A recent malpractice case involved a cardiologist who prescribed amiodarone, a drug with a black box warning, to a patient with heart palpitations.
"The drug, at that time, was commonly being used for patients with heart palpitations, but there was a black box warning indicating that it could cause loss of vision," says Lizabeth Brott, JD, regional vice president of risk management at ProAssurance Companies in Okemos, MI.
Within 24 hours of starting the medication, the patient reported headaches and blurred vision. "The cardiologist explained to the patient that to effectively treat her, she would need to stay on the medication for a while, and the patient was left on the medication for five weeks," says Brott.
Subsequently, the patient saw an ophthalmologist who confirmed a decrease in visual acuity. "The patient returned to the ophthalmologist four months later complaining of blurred vision which had subsequently resolved.
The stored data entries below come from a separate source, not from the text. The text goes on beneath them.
use super::field::mode_bits;
use super::{FastEntry, FieldMode, FieldType, MiniTable, MiniTableEnum, MiniTableSub};
use crate::error::{Error, Result};

impl MiniTable {
    /// Fills in the sub-tables of every message and closed enum field.
    ///
    /// `subs` are taken in field order by the message and group fields,
    /// `enums` by the closed enum fields. Both lists must match exactly.
    ///
    /// # Safety
    /// Every pointer must stay valid for as long as this table is used. Null
    /// enum tables are allowed and accept every value.
    pub unsafe fn link(&mut self, subs: &[*const MiniTable], enums: &[*const MiniTableEnum]) -> Result<()> {
        let mut msg_count = 0;
        let mut enum_count = 0;
        for index in 0..self.field_count as usize {
            let field = self.fields()[index];
            if field.is_sub_message() {
                let sub = *subs
                    .get(msg_count)
                    .ok_or_else(|| Error::MiniTable("too few sub-message tables to link".to_string()))?;
                msg_count += 1;
                if !unsafe { self.set_sub_message(index, sub) } {
                    return Err(Error::MiniTable(format!(
                        "cannot link sub-message of field {}",
                        field.number()
                    )));
                }
            }
        }
        for index in 0..self.field_count as usize {
            let field = self.fields()[index];
            if field.is_closed_enum() {
                let sub = *enums
                    .get(enum_count)
                    .ok_or_else(|| Error::MiniTable("too few enum tables to link".to_string()))?;
                enum_count += 1;
                self.set_sub_enum(index, sub);
            }
        }
        if msg_count != subs.len() || enum_count != enums.len() {
            return Err(Error::MiniTable("too many sub-tables to link".to_string()));
        }
        self.refresh_fasttable();
        Ok(())
    }

    /// Links one message or group field. A repeated message field whose
    /// sub-table is a map entry becomes a map field.
    ///
    /// # Safety
    /// `sub` must be non-null and outlive this table.
    pub unsafe fn set_sub_message(&mut self, field_index: usize, sub: *const MiniTable) -> bool {
        if sub.is_null() || field_index >= self.field_count as usize {
            return false;
        }
        let table_is_map = self.is_map_entry();
        let sub_is_map = if core::ptr::eq(sub, self) {
            table_is_map
        } else {
            unsafe { (*sub).is_map_entry() }
        };
        let field = unsafe { &mut *self.fields.add(field_index) };
        if !field.is_sub_message() {
            return false;
        }
        if sub_is_map {
            if table_is_map || !field.is_array() || field.descriptor_type() != FieldType::Message {
                return false;
            }
            field.mode = (field.mode & !mode_bits::MODE_MASK) | FieldMode::Map as u8;
        }
        let index = field.submsg_index as usize;
        if index >= self.sub_count as usize {
            return false;
        }
        unsafe { *self.subs.add(index) = MiniTableSub::Message(sub) };
        self.refresh_fasttable();
        true
    }

    pub fn set_sub_enum(&mut self, field_index: usize, sub: *const MiniTableEnum) -> bool {
        let Some(field) = self.fields().get(field_index).copied() else {
            return false;
        };
        if !field.is_closed_enum() || field.submsg_index as usize >= self.sub_count as usize {
            return false;
        }
        unsafe { *self.subs.add(field.submsg_index as usize) = MiniTableSub::Enum(sub) };
        true
    }

    /// Recomputes the fast dispatch slots. Only fields numbered 1 to 15 get a
    /// slot; sub-message fields only once they are linked.
    pub(crate) fn refresh_fasttable(&mut self) {
        if self.fasttable.is_null() {
            return;
        }
        let len = self.fasttable().len();
        for slot in 0..len {
            unsafe { *self.fasttable.add(slot) = FastEntry::EMPTY };
        }
        for (index, field) in self.fields().iter().enumerate() {
            let number = field.number() as usize;
            if number == 0 || number >= len {
                continue;
            }
            if let Some((tag, parser)) = crate::fast_decode::select_parser(self, field) {
                let entry = FastEntry {
                    tag,
                    field_index: index as u16,
                    parser: Some(parser),
                };
                unsafe { *self.fasttable.add(number) = entry };
            }
        }
    }
}

#[cfg(test)]
mod tests {
    use super::*;
    use crate::arena::Arena;
    use crate::mini_descriptor::{MtDataEncoder, field_flags};

    #[test]
    fn links_messages_and_maps() {
        let arena = Arena::default();
        let mut e = MtDataEncoder::new();
        e.start_message(0);
        e.put_field(FieldType::Message, 1, 0);
        e.put_field(FieldType::Message, 2, field_flags::IS_REPEATED);
        e.put_field(FieldType::Enum, 3, field_flags::IS_CLOSED_ENUM);
        let parent = MiniTable::build(e.as_str(), &arena).unwrap();
        let mut e = MtDataEncoder::new();
        e.encode_map(FieldType::Int32, FieldType::Int32, 0, 0);
        let entry = MiniTable::build(e.as_str(), &arena).unwrap() as *const MiniTable;
        let enum_table = MiniTableEnum::build("!#", &arena).unwrap() as *const MiniTableEnum;

        let self_ptr = &*parent as *const MiniTable;
        unsafe { parent.link(&[self_ptr, entry], &[enum_table]).unwrap() };
        assert!(parent.fields()[1].is_map());
        assert!(core::ptr::eq(parent.sub_message(&parent.fields()[0]).unwrap(), self_ptr));
        assert!(parent.sub_enum(&parent.fields()[2]).is_some());
        assert!(!parent.fasttable().is_empty());
        assert!(parent.fasttable()[1].parser.is_some());
    }

    #[test]
    fn link_count_mismatch() {
        let arena = Arena::default();
        let mut e = MtDataEncoder::new();
        e.start_message(0);
        e.put_field(FieldType::Message, 1, 0);
        let t = MiniTable::build(e.as_str(), &arena).unwrap();
        assert!(unsafe { t.link(&[], &[]) }.is_err());
        let other = MiniTable::empty() as *const MiniTable;
        assert!(unsafe { t.link(&[other, other], &[]) }.is_err());
    }

    #[test]
    fn map_entry_cannot_be_singular() {
        let arena = Arena::default();
        let mut e = MtDataEncoder::new();
        e.start_message(0);
        e.put_field(FieldType::Message, 1, 0);
        let t = MiniTable::build(e.as_str(), &arena).unwrap();
        let mut e = MtDataEncoder::new();
        e.encode_map(FieldType::Int32, FieldType::Int32, 0, 0);
        let entry = MiniTable::build(e.as_str(), &arena).unwrap() as *const MiniTable;
        assert!(!unsafe { t.set_sub_message(0, entry) });
    }
}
The patient was told to return immediately if it occurred again," says Brott.
The patient returned to the ophthalmologist two months later and was referred to a retinal specialist who noted elevated pressure in both optic nerves. The patient was referred to a neurologic ophthalmologist, who diagnosed optic neuritis and recommended the patient’s cardiologist switch her to another medication.
"The neurologic ophthalmologist’s notes concluded the patient, probably experienced ischemic optic neuropathy possibly complicated by the amiodarone,’" says Brott. "So we now had documentation potentially linking the drug to the blurred vision."
Plaintiff didn’t pursue claim
The patient subsequently had cataracts removed from both her eyes.
"This ultimately resulted in overall visual acuity of 20/30," says Brott.
The patient sued the cardiologist. The plaintiff’s cardiology expert produced several articles that suggested there was strong circumstantial evidence linking the drug to optic nerve injury.
"The plaintiff’s cardiologist expert maintained that amiodarone was an inappropriate choice, and an ophthalmologist was willing to testify that 98% of the patient’s visual defects were caused by amiodarone-induced optic neuropathy," says Brott.
The black box warning indicated that amiodarone should only be administered in a controlled hospital setting and that the patient should be strictly monitored during a limited course of treatment.
"It also indicated that baseline lab work should be obtained, which did not occur in this case," says Brott. "The PDR’ [Physicians’ Desk Reference’] also warned of possible optic neuropathy."
Despite this information, the case was dismissed prior to trial. Here are some reasons why the defense was successful:
• The defense cardiology expert witness was prepared to testify that amiodarone was appropriate to use as a first-line rhythm control agent for treatment of atrial fibrillation, given the patient’s medical problems and history.
• A neuro-ophthalmologist was prepared to testify there was no causal link between the amiodarone and the optic neuritis, and that given the patient’s medical history, it was likely the vision loss was associated with an ischemic event resulting in ischemic optic neuropathy.
• A National Institutes of Health researcher was prepared to testify that given the patient’s age, that amiodarone was an acceptable first-line rhythm control agent for treatment of atrial fibrillation, and that age, smoking, hypertension and drinking made the plaintiff a likely candidate for structural heart problems.
"All of these factors combined ultimately led the plaintiff to decide not to pursue the case," says Brott.